All of these blues exhibit outstanding weathering when incorporated into weatherable polymer systems. Ten, twenty, thirty-year and even longer color retention is possible in the most demanding environments.
Another benefit of their inorganic chemical structure is that they have higher opacity than ultramarine blues. There is no hiding it, cobalt blues have an advantage when it comes to making opaque coatings and plastics.
Because of their highly inert nature and non-migratory properties, the red-shade cobalt blues (PBl28) enjoy FDA compliance for food packaging. Blue 214, Blue 385, Blue 10C595 are standard red-shade blues for this application, Blue 20G599 pushes the edge of the color envelope with redness and chromaticity that have to be seen.
As a “Shepherd Color Exclusive” special grades of green shade cobalt blues (PBl36) have FDA FCN approvals. Green 10F687 and Blue 10F545 are one-of-a-kind colorants for something different in food packaging. “What’s cookin’?”- cobalt blues are!
Need violet pigments? Shepherd Color has you covered!

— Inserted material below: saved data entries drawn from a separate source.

//! Remote service access.
//!
//! A [`Gateway`] performs exactly one timed call and reports the outcome as
//! `Ok(Response)` or a classified [`GatewayError`]. Retrying is the job of
//! the sync layer.

mod error;
mod gateway;
mod request;

pub use error::GatewayError;
pub use gateway::{Gateway, HttpGateway, IDEMPOTENCY_HEADER};
pub use request::{Method, Request, Response};
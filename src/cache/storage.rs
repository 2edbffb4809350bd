//! Durable key-value storage trait and its SQLite and in-memory implementations.

use color_eyre::{eyre::eyre, Result};
use rusqlite::{params, Connection, OptionalExtension};
use serde::{de::DeserializeOwned, Serialize};
use std::collections::HashMap;
use std::path::{Path, PathBuf};
use std::sync::Mutex;

/// Persisted key → value map.
///
/// Each operation is atomic per key, and a successful `set_raw` must be
/// observable after a process restart. No cross-key transactions.
pub trait DurableStore: Send + Sync {
  /// Get the raw value stored under `key`.
  fn get_raw(&self, key: &str) -> Result<Option<Vec<u8>>>;

  /// Replace the value stored under `key`.
  fn set_raw(&self, key: &str, value: &[u8]) -> Result<()>;

  /// Remove `key`. Missing keys are not an error.
  fn delete(&self, key: &str) -> Result<()>;

  /// Get and deserialize a JSON value.
  fn get<T: DeserializeOwned>(&self, key: &str) -> Result<Option<T>>
  where
    Self: Sized,
  {
    match self.get_raw(key)? {
      Some(data) => {
        let value = serde_json::from_slice(&data)
          .map_err(|e| eyre!("Failed to deserialize value at {}: {}", key, e))?;
        Ok(Some(value))
      }
      None => Ok(None),
    }
  }

  /// Serialize and store a JSON value.
  fn set<T: Serialize + ?Sized>(&self, key: &str, value: &T) -> Result<()>
  where
    Self: Sized,
  {
    let data =
      serde_json::to_vec(value).map_err(|e| eyre!("Failed to serialize value at {}: {}", key, e))?;
    self.set_raw(key, &data)
  }
}

/// Volatile storage, for tests and sessions that must not touch disk.
#[derive(Default)]
pub struct MemoryStore {
  entries: Mutex<HashMap<String, Vec<u8>>>,
}

impl MemoryStore {
  pub fn new() -> Self {
    Self::default()
  }
}

impl DurableStore for MemoryStore {
  fn get_raw(&self, key: &str) -> Result<Option<Vec<u8>>> {
    let entries = self
      .entries
      .lock()
      .map_err(|e| eyre!("Lock poisoned: {}", e))?;
    Ok(entries.get(key).cloned())
  }

  fn set_raw(&self, key: &str, value: &[u8]) -> Result<()> {
    let mut entries = self
      .entries
      .lock()
      .map_err(|e| eyre!("Lock poisoned: {}", e))?;
    entries.insert(key.to_string(), value.to_vec());
    Ok(())
  }

  fn delete(&self, key: &str) -> Result<()> {
    let mut entries = self
      .entries
      .lock()
      .map_err(|e| eyre!("Lock poisoned: {}", e))?;
    entries.remove(key);
    Ok(())
  }
}

/// SQLite-based durable storage.
pub struct SqliteStore {
  conn: Mutex<Connection>,
}

impl SqliteStore {
  /// Open the store at the default location.
  pub fn open() -> Result<Self> {
    Self::open_at(&Self::default_path()?)
  }

  /// Open (or create) the store at `path`.
  pub fn open_at(path: &Path) -> Result<Self> {
    if let Some(parent) = path.parent() {
      std::fs::create_dir_all(parent)
        .map_err(|e| eyre!("Failed to create storage directory: {}", e))?;
    }

    let conn = Connection::open(path)
      .map_err(|e| eyre!("Failed to open store at {}: {}", path.display(), e))?;

    // WAL survives crashes without blocking readers; FULL syncs every commit
    conn
      .pragma_update_and_check(None, "journal_mode", "WAL", |row| row.get::<_, String>(0))
      .map_err(|e| eyre!("Failed to enable WAL: {}", e))?;
    conn
      .pragma_update(None, "synchronous", "FULL")
      .map_err(|e| eyre!("Failed to set synchronous mode: {}", e))?;

    Self::with_connection(conn)
  }

  /// Open a private in-memory database.
  pub fn open_in_memory() -> Result<Self> {
    let conn =
      Connection::open_in_memory().map_err(|e| eyre!("Failed to open in-memory store: {}", e))?;
    Self::with_connection(conn)
  }

  fn with_connection(conn: Connection) -> Result<Self> {
    let storage = Self {
      conn: Mutex::new(conn),
    };
    storage.run_migrations()?;
    Ok(storage)
  }

  /// Get the default database path.
  pub fn default_path() -> Result<PathBuf> {
    let data_dir = dirs::data_dir()
      .or_else(|| dirs::home_dir().map(|p| p.join(".local/share")))
      .ok_or_else(|| eyre!("Could not determine data directory"))?;

    Ok(data_dir.join("fieldsync").join("store.db"))
  }

  fn run_migrations(&self) -> Result<()> {
    let conn = self
      .conn
      .lock()
      .map_err(|e| eyre!("Lock poisoned: {}", e))?;

    conn
      .execute_batch(STORE_SCHEMA)
      .map_err(|e| eyre!("Failed to run store migrations: {}", e))?;

    Ok(())
  }
}

const STORE_SCHEMA: &str = r#"
CREATE TABLE IF NOT EXISTS kv_store (
    key TEXT PRIMARY KEY,
    value BLOB NOT NULL,
    updated_at TEXT NOT NULL DEFAULT (datetime('now'))
);
"#;

impl DurableStore for SqliteStore {
  fn get_raw(&self, key: &str) -> Result<Option<Vec<u8>>> {
    let conn = self
      .conn
      .lock()
      .map_err(|e| eyre!("Lock poisoned: {}", e))?;

    conn
      .query_row(
        "SELECT value FROM kv_store WHERE key = ?",
        params![key],
        |row| row.get(0),
      )
      .optional()
      .map_err(|e| eyre!("Failed to read {}: {}", key, e))
  }

  fn set_raw(&self, key: &str, value: &[u8]) -> Result<()> {
    let conn = self
      .conn
      .lock()
      .map_err(|e| eyre!("Lock poisoned: {}", e))?;

    conn
      .execute(
        "INSERT OR REPLACE INTO kv_store (key, value, updated_at)
         VALUES (?, ?, datetime('now'))",
        params![key, value],
      )
      .map_err(|e| eyre!("Failed to write {}: {}", key, e))?;

    Ok(())
  }

  fn delete(&self, key: &str) -> Result<()> {
    let conn = self
      .conn
      .lock()
      .map_err(|e| eyre!("Lock poisoned: {}", e))?;

    conn
      .execute("DELETE FROM kv_store WHERE key = ?", params![key])
      .map_err(|e| eyre!("Failed to delete {}: {}", key, e))?;

    Ok(())
  }
}

#[cfg(test)]
mod tests {
  use super::*;
  use serde::Deserialize;

  #[derive(Debug, PartialEq, Serialize, Deserialize)]
  struct Quote {
    crop: String,
    price: u32,
  }

  fn exercise(store: &impl DurableStore) {
    assert_eq!(store.get::<Quote>("missing").unwrap(), None);

    let quote = Quote {
      crop: "beans".into(),
      price: 90,
    };
    store.set("q", &quote).unwrap();
    assert_eq!(store.get::<Quote>("q").unwrap(), Some(quote));

    store
      .set(
        "q",
        &Quote {
          crop: "beans".into(),
          price: 95,
        },
      )
      .unwrap();
    assert_eq!(store.get::<Quote>("q").unwrap().unwrap().price, 95);

    store.delete("q").unwrap();
    store.delete("q").unwrap();
    assert_eq!(store.get_raw("q").unwrap(), None);
  }

  #[test]
  fn memory_store_get_set_delete() {
    exercise(&MemoryStore::new());
  }

  #[test]
  fn sqlite_store_get_set_delete() {
    exercise(&SqliteStore::open_in_memory().unwrap());
  }

  #[test]
  fn sqlite_store_survives_reopen() {
    let dir = tempfile::tempdir().unwrap();
    let path = dir.path().join("nested").join("store.db");

    {
      let store = SqliteStore::open_at(&path).unwrap();
      store.set("answer", &42u32).unwrap();
    }

    let store = SqliteStore::open_at(&path).unwrap();
    assert_eq!(store.get::<u32>("answer").unwrap(), Some(42));
  }

  #[test]
  fn type_mismatch_is_an_error() {
    let store = MemoryStore::new();
    store.set("n", &"not a number").unwrap();
    assert!(store.get::<u32>("n").is_err());
  }
}
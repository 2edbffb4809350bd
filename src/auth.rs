//! Bearer credentials attached to outbound calls.

/// Supplies the bearer token for the next remote call.
///
/// Called once per request so a provider can hand out refreshed tokens.
/// `None` means the call goes out anonymously.
pub trait TokenProvider: Send + Sync {
  fn bearer_token(&self) -> Option<String>;
}

/// A fixed token (or none at all).
#[derive(Debug, Clone, Default)]
pub struct StaticToken(Option<String>);

impl StaticToken {
  pub fn new(token: impl Into<String>) -> Self {
    Self(Some(token.into()))
  }

  pub fn anonymous() -> Self {
    Self(None)
  }
}

impl TokenProvider for StaticToken {
  fn bearer_token(&self) -> Option<String> {
    self.0.clone()
  }
}

/// Reads the token from the environment on every call.
///
/// Checks FIELDSYNC_TOKEN first, then FIELDSYNC_API_TOKEN as fallback.
#[derive(Debug, Clone)]
pub struct EnvToken {
  vars: Vec<String>,
}

impl EnvToken {
  pub fn new() -> Self {
    Self::with_vars(["FIELDSYNC_TOKEN", "FIELDSYNC_API_TOKEN"])
  }

  pub fn with_vars<I, S>(vars: I) -> Self
  where
    I: IntoIterator<Item = S>,
    S: Into<String>,
  {
    Self {
      vars: vars.into_iter().map(Into::into).collect(),
    }
  }
}

impl Default for EnvToken {
  fn default() -> Self {
    Self::new()
  }
}

impl TokenProvider for EnvToken {
  fn bearer_token(&self) -> Option<String> {
    self
      .vars
      .iter()
      .filter_map(|var| std::env::var(var).ok())
      .find(|token| !token.trim().is_empty())
  }
}
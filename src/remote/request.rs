//! Request and response shapes exchanged with the remote service.

use serde::{de::DeserializeOwned, Deserialize, Serialize};
use serde_json::Value;

use super::error::GatewayError;

/// HTTP method of a remote call.
#[derive(Debug, Clone, Copy, PartialEq, Eq, Serialize, Deserialize)]
#[serde(rename_all = "UPPERCASE")]
pub enum Method {
  Get,
  Post,
  Put,
  Patch,
  Delete,
}

impl From<Method> for reqwest::Method {
  fn from(method: Method) -> Self {
    match method {
      Method::Get => reqwest::Method::GET,
      Method::Post => reqwest::Method::POST,
      Method::Put => reqwest::Method::PUT,
      Method::Patch => reqwest::Method::PATCH,
      Method::Delete => reqwest::Method::DELETE,
    }
  }
}

/// A single logical call to the remote service.
///
/// Requests are persisted verbatim in the pending queue, so everything needed
/// to replay the call later lives here.
#[derive(Debug, Clone, PartialEq, Serialize, Deserialize)]
pub struct Request {
  pub method: Method,
  /// Endpoint path relative to the configured base URL (e.g. "prices")
  pub endpoint: String,
  /// JSON body, if any
  #[serde(default, skip_serializing_if = "Option::is_none")]
  pub body: Option<Value>,
  /// Sent as `Idempotency-Key` so the server can deduplicate retried writes
  #[serde(default, skip_serializing_if = "Option::is_none")]
  pub idempotency_key: Option<String>,
}

impl Request {
  pub fn new(method: Method, endpoint: impl Into<String>) -> Self {
    Self {
      method,
      endpoint: endpoint.into(),
      body: None,
      idempotency_key: None,
    }
  }

  pub fn get(endpoint: impl Into<String>) -> Self {
    Self::new(Method::Get, endpoint)
  }

  pub fn post(endpoint: impl Into<String>, body: Value) -> Self {
    Self::new(Method::Post, endpoint).with_body(body)
  }

  pub fn with_body(mut self, body: Value) -> Self {
    self.body = Some(body);
    self
  }

  pub fn with_idempotency_key(mut self, key: impl Into<String>) -> Self {
    self.idempotency_key = Some(key.into());
    self
  }
}

/// A successful (2xx) response.
#[derive(Debug, Clone, PartialEq)]
pub struct Response {
  pub status: u16,
  /// Decoded JSON body; `Value::Null` when the server sent nothing
  pub body: Value,
}

impl Response {
  pub fn new(status: u16, body: Value) -> Self {
    Self { status, body }
  }

  /// Decode the body into a caller type.
  pub fn json<T: DeserializeOwned>(self) -> Result<T, GatewayError> {
    serde_json::from_value(self.body).map_err(|e| GatewayError::InvalidResponse(e.to_string()))
  }
}
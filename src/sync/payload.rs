//! Writes the engine can queue and replay.

use color_eyre::{eyre::eyre, Result};
use serde::Serialize;

use crate::remote::{Method, Request};

/// A write request kind.
///
/// Each payload type names its own endpoint, so one engine instance serves
/// price submissions, messages, job offers and so on.
pub trait SyncPayload: Serialize {
  /// Endpoint path the payload is delivered to
  fn endpoint(&self) -> String;

  fn method(&self) -> Method {
    Method::Post
  }

  /// Build the request that carries this payload.
  fn to_request(&self) -> Result<Request> {
    let body = serde_json::to_value(self)
      .map_err(|e| eyre!("Failed to serialize payload for {}: {}", self.endpoint(), e))?;
    Ok(Request::new(self.method(), self.endpoint()).with_body(body))
  }
}

#[cfg(test)]
mod tests {
  use super::*;
  use serde_json::json;

  #[derive(Serialize)]
  struct Rating {
    worker_id: u64,
    stars: u8,
  }

  impl SyncPayload for Rating {
    fn endpoint(&self) -> String {
      format!("workers/{}/ratings", self.worker_id)
    }

    fn method(&self) -> Method {
      Method::Put
    }
  }

  #[test]
  fn request_carries_endpoint_method_and_body() {
    let request = Rating {
      worker_id: 7,
      stars: 5,
    }
    .to_request()
    .unwrap();

    assert_eq!(request.method, Method::Put);
    assert_eq!(request.endpoint, "workers/7/ratings");
    assert_eq!(request.body, Some(json!({"worker_id": 7, "stars": 5})));
    assert_eq!(request.idempotency_key, None);
  }
}
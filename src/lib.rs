//! Offline-first synchronization engine.
//!
//! Reads are served from the remote service when it answers and from the
//! last known good snapshot when it does not. Writes always succeed for the
//! caller: they are delivered immediately or queued durably and drained
//! later with bounded retries.
//!
//! ```no_run
//! use fieldsync::{Config, SyncCoordinator, SyncPayload};
//! use serde::Serialize;
//!
//! #[derive(Serialize)]
//! struct PriceQuote {
//!   market: String,
//!   crop: String,
//!   price: u32,
//! }
//!
//! impl SyncPayload for PriceQuote {
//!   fn endpoint(&self) -> String {
//!     "prices".to_string()
//!   }
//! }
//!
//! # async fn run() -> color_eyre::Result<()> {
//! let config = Config::load(None)?;
//! let sync = SyncCoordinator::from_config(&config)?;
//!
//! let prices = sync.fetch::<_, Vec<serde_json::Value>>("prices:nakuru", "prices?market=nakuru").await?;
//! if prices.is_stale() {
//!   println!("offline, showing prices from {}", prices.fetched_at);
//! }
//!
//! sync
//!   .write(&PriceQuote { market: "nakuru".into(), crop: "maize".into(), price: 42 })
//!   .await?;
//! sync.drain().await?;
//! # Ok(())
//! # }
//! ```

pub mod auth;
pub mod cache;
pub mod config;
pub mod logging;
pub mod remote;
pub mod sync;

pub use cache::{CacheResult, CacheSource, DurableStore, MemoryStore, ReadError, SqliteStore};
pub use config::Config;
pub use remote::{Gateway, GatewayError, HttpGateway, Method, Request, Response};
pub use sync::{
  spawn_periodic_drain, DeadLetter, DrainReport, PendingOperation, RetryPolicy, SyncCoordinator,
  SyncPayload, WriteOutcome,
};
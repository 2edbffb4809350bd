//! Entry point for application code: cached reads, durable writes, drains.

use color_eyre::Result;
use serde::{de::DeserializeOwned, Serialize};
use std::future::Future;
use std::sync::atomic::{AtomicBool, Ordering};
use std::sync::Arc;
use tokio::task::JoinHandle;
use tracing::{debug, info, warn};
use uuid::Uuid;

use crate::auth::EnvToken;
use crate::cache::{CacheLayer, CacheResult, DurableStore, QueryKey, ReadError, SqliteStore};
use crate::config::{Config, SyncConfig};
use crate::remote::{Gateway, GatewayError, HttpGateway, Request};

use super::payload::SyncPayload;
use super::queue::PendingQueue;
use super::scheduler::spawn_periodic_drain;
use super::types::{
  DeadLetter, DeadLetterReason, DrainReport, PendingOperation, RetryOutcome, RetryPolicy,
  WriteOutcome,
};

/// Offline-first front door to the remote service.
///
/// Reads go through the snapshot cache, writes fall back to the pending
/// queue, and `drain` delivers the queue. Only one drain runs at a time.
pub struct SyncCoordinator<G: Gateway, S: DurableStore> {
  gateway: Arc<G>,
  cache: CacheLayer<S>,
  queue: PendingQueue<S>,
  retry_policy: RetryPolicy,
  draining: AtomicBool,
}

impl SyncCoordinator<HttpGateway, SqliteStore> {
  /// Build the production stack: reqwest gateway, SQLite store, env token.
  pub fn from_config(config: &Config) -> Result<Self> {
    let gateway = HttpGateway::new(&config.remote, Arc::new(EnvToken::new()))?;
    let storage = match &config.storage.path {
      Some(path) => SqliteStore::open_at(path)?,
      None => SqliteStore::open()?,
    };

    Ok(Self::new(gateway, Arc::new(storage), &config.sync))
  }
}

impl<G: Gateway + 'static, S: DurableStore + 'static> SyncCoordinator<G, S> {
  /// Start the background drain at `config.drain_interval_secs`.
  pub fn spawn_background_drain(self: &Arc<Self>, config: &SyncConfig) -> JoinHandle<()> {
    spawn_periodic_drain(Arc::clone(self), config.drain_interval())
  }
}

impl<G: Gateway, S: DurableStore> SyncCoordinator<G, S> {
  pub fn new(gateway: G, storage: Arc<S>, config: &SyncConfig) -> Self {
    let mut cache = CacheLayer::new(Arc::clone(&storage));
    if let Some(window) = config.fresh_window() {
      cache = cache.with_fresh_window(window);
    }
    let queue = PendingQueue::with_namespace(storage, &config.namespace, config.max_retries);

    Self {
      gateway: Arc::new(gateway),
      cache,
      queue,
      retry_policy: config.retry_policy,
      draining: AtomicBool::new(false),
    }
  }

  pub fn queue(&self) -> &PendingQueue<S> {
    &self.queue
  }

  pub fn cache(&self) -> &CacheLayer<S> {
    &self.cache
  }

  /// Read through the snapshot cache with a caller-supplied fetcher.
  pub async fn read<K, T, F, Fut>(&self, key: &K, fetcher: F) -> Result<CacheResult<T>, ReadError>
  where
    K: QueryKey + ?Sized,
    T: Serialize + DeserializeOwned,
    F: FnOnce() -> Fut,
    Fut: Future<Output = Result<T, GatewayError>>,
  {
    self.cache.read(key, fetcher).await
  }

  /// GET `endpoint` through the gateway, decoding the body as `T`.
  pub async fn fetch<K, T>(&self, key: &K, endpoint: &str) -> Result<CacheResult<T>, ReadError>
  where
    K: QueryKey + ?Sized,
    T: Serialize + DeserializeOwned,
  {
    let gateway = Arc::clone(&self.gateway);
    let request = Request::get(endpoint);
    self
      .cache
      .read(key, || async move { gateway.call(&request).await?.json::<T>() })
      .await
  }

  /// Deliver `payload` now, or queue it durably if the remote call fails.
  ///
  /// Only a storage failure is reported as an error.
  pub async fn write<P: SyncPayload>(&self, payload: &P) -> Result<WriteOutcome> {
    let request = payload
      .to_request()?
      .with_idempotency_key(Uuid::new_v4().to_string());

    match self.gateway.call(&request).await {
      Ok(_) => {
        debug!(endpoint = %request.endpoint, "write synced");
        Ok(WriteOutcome::Synced)
      }
      Err(err) => {
        let id = self.queue.enqueue(request)?;
        info!(id = %id, error = %err, "write queued for sync");
        Ok(WriteOutcome::QueuedForSync { id })
      }
    }
  }

  /// Try to deliver every queued operation once.
  ///
  /// Returns an empty report straight away if another drain is running.
  pub async fn drain(&self) -> Result<DrainReport> {
    let Some(_guard) = DrainGuard::acquire(&self.draining) else {
      debug!("drain already in progress");
      return Ok(DrainReport::default());
    };

    let snapshot = self.queue.list()?;
    let mut report = DrainReport::default();

    for op in snapshot {
      match self.gateway.call(&op.request).await {
        Ok(_) => {
          report.synced += 1;
          // Delivered; a failed remove only means a duplicate attempt later
          if let Err(e) = self.queue.remove(&op.id) {
            warn!(id = %op.id, error = %e, "failed to remove synced operation");
          }
        }
        Err(err) => {
          report.failed += 1;
          match self.record_failure(&op, &err) {
            Ok(true) => report.dead_lettered += 1,
            Ok(false) => {}
            Err(e) => warn!(id = %op.id, error = %e, "failed to record delivery failure"),
          }
        }
      }
    }

    if !report.is_empty() {
      info!(
        synced = report.synced,
        failed = report.failed,
        dead_lettered = report.dead_lettered,
        "drain finished"
      );
    }
    Ok(report)
  }

  /// Returns true if the operation left the active queue.
  fn record_failure(&self, op: &PendingOperation, err: &GatewayError) -> Result<bool> {
    let message = err.to_string();

    if self.retry_policy == RetryPolicy::FailFast && !err.is_retryable() {
      let reason = DeadLetterReason::Terminal {
        status: err.status(),
      };
      return self.queue.dead_letter(&op.id, reason, &message);
    }

    match self.queue.mark_retried(&op.id, &message)? {
      RetryOutcome::Requeued { retry_count } => {
        debug!(id = %op.id, retry_count, error = %message, "delivery failed, will retry");
        Ok(false)
      }
      RetryOutcome::DeadLettered => Ok(true),
      RetryOutcome::NotFound => {
        // Removed by someone else while the call was in flight
        debug!(id = %op.id, error = %message, "failed operation no longer queued");
        Ok(false)
      }
    }
  }

  pub fn is_draining(&self) -> bool {
    self.draining.load(Ordering::Acquire)
  }

  pub fn has_pending(&self) -> Result<bool> {
    Ok(!self.queue.is_empty()?)
  }

  pub fn pending_count(&self) -> Result<usize> {
    self.queue.len()
  }

  pub fn dead_letters(&self) -> Result<Vec<DeadLetter>> {
    self.queue.dead_letters()
  }

  pub fn dead_letter_count(&self) -> Result<usize> {
    Ok(self.queue.dead_letters()?.len())
  }

  /// Give a dead letter another full retry budget.
  pub fn requeue_dead_letter(&self, id: &str) -> Result<bool> {
    self.queue.requeue_dead_letter(id)
  }
}

/// Holds the in-progress flag; clears it on drop, including cancellation.
struct DrainGuard<'a> {
  flag: &'a AtomicBool,
}

impl<'a> DrainGuard<'a> {
  fn acquire(flag: &'a AtomicBool) -> Option<Self> {
    flag
      .compare_exchange(false, true, Ordering::AcqRel, Ordering::Acquire)
      .ok()
      .map(|_| Self { flag })
  }
}

impl Drop for DrainGuard<'_> {
  fn drop(&mut self) {
    self.flag.store(false, Ordering::Release);
  }
}

#[cfg(test)]
mod tests {
  use super::*;

  #[test]
  fn drain_guard_is_exclusive_and_released_on_drop() {
    let flag = AtomicBool::new(false);

    let first = DrainGuard::acquire(&flag);
    assert!(first.is_some());
    assert!(DrainGuard::acquire(&flag).is_none());

    drop(first);
    assert!(!flag.load(Ordering::Acquire));
    assert!(DrainGuard::acquire(&flag).is_some());
  }
}
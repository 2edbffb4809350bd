use chrono::{DateTime, Utc};
use serde::{Deserialize, Serialize};

use crate::remote::Request;

/// A write that could not be delivered yet.
#[derive(Debug, Clone, PartialEq, Serialize, Deserialize)]
pub struct PendingOperation {
  /// Client-generated, unique; also the request's idempotency key
  pub id: String,
  pub request: Request,
  pub created_at: DateTime<Utc>,
  pub retry_count: u32,
  pub max_retries: u32,
  /// Most recent delivery failure
  #[serde(default)]
  pub last_error: Option<String>,
}

/// Why an operation left the active queue without being delivered.
#[derive(Debug, Clone, PartialEq, Eq, Serialize, Deserialize)]
#[serde(tag = "kind", rename_all = "snake_case")]
pub enum DeadLetterReason {
  /// `retry_count` reached `max_retries`
  RetriesExhausted,
  /// The server answered with a non-retryable error
  Terminal { status: Option<u16> },
}

/// An operation retained for diagnostics after it stopped being retried.
#[derive(Debug, Clone, PartialEq, Serialize, Deserialize)]
pub struct DeadLetter {
  pub operation: PendingOperation,
  pub reason: DeadLetterReason,
  pub dead_lettered_at: DateTime<Utc>,
}

/// Result of recording a failed delivery attempt.
#[derive(Debug, Clone, Copy, PartialEq, Eq)]
pub enum RetryOutcome {
  /// Still queued for the next drain
  Requeued { retry_count: u32 },
  /// Crossed `max_retries` and moved to the dead-letter list
  DeadLettered,
  /// No active operation with that id
  NotFound,
}

/// How a write call ended, from the caller's point of view.
///
/// Both variants are a success: the write is either visible remotely or
/// durably queued.
#[derive(Debug, Clone, PartialEq, Eq)]
pub enum WriteOutcome {
  Synced,
  QueuedForSync { id: String },
}

/// Summary of one drain pass.
#[derive(Debug, Clone, Copy, Default, PartialEq, Eq)]
pub struct DrainReport {
  pub synced: usize,
  pub failed: usize,
  /// Subset of `failed` that moved to the dead-letter list during this pass
  pub dead_lettered: usize,
}

impl DrainReport {
  pub fn is_empty(&self) -> bool {
    *self == Self::default()
  }
}

/// Whether non-retryable failures consume the retry budget.
#[derive(Debug, Clone, Copy, Default, PartialEq, Eq, Deserialize)]
#[serde(rename_all = "snake_case")]
pub enum RetryPolicy {
  /// Every failure is retried until `max_retries`
  #[default]
  RetryAll,
  /// Non-retryable failures (4xx validation errors) dead-letter on first sight
  FailFast,
}
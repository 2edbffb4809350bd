//! Generic caching layer for data persistence and offline support.
//!
//! This module provides a data-agnostic caching mechanism that:
//! - Persists JSON values in a durable key-value store
//! - Keeps the last successful remote read per query key
//! - Serves that snapshot when the network is unavailable

mod layer;
mod storage;
mod traits;

pub use layer::{CacheLayer, ReadError};
pub use storage::{DurableStore, MemoryStore, SqliteStore};
pub use traits::{sha256_hex, CacheEntry, CacheResult, CacheSource, QueryKey};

Besides the cobalt blues, Shepherd Color also offers the Manganese Violet (PV16) pigments that are excellent for shading white colors. White pigmented polymers often can take on a yellow cast. To address this yellowness and improve neutral cool-tone of white, small but controllable amounts of Violet 11T eradicate the yellow cast and make your whites pop. For higher temperature applications our Violet 92 Cobalt Violet (PV14) gives engineering polymers bright, clean neutral whites.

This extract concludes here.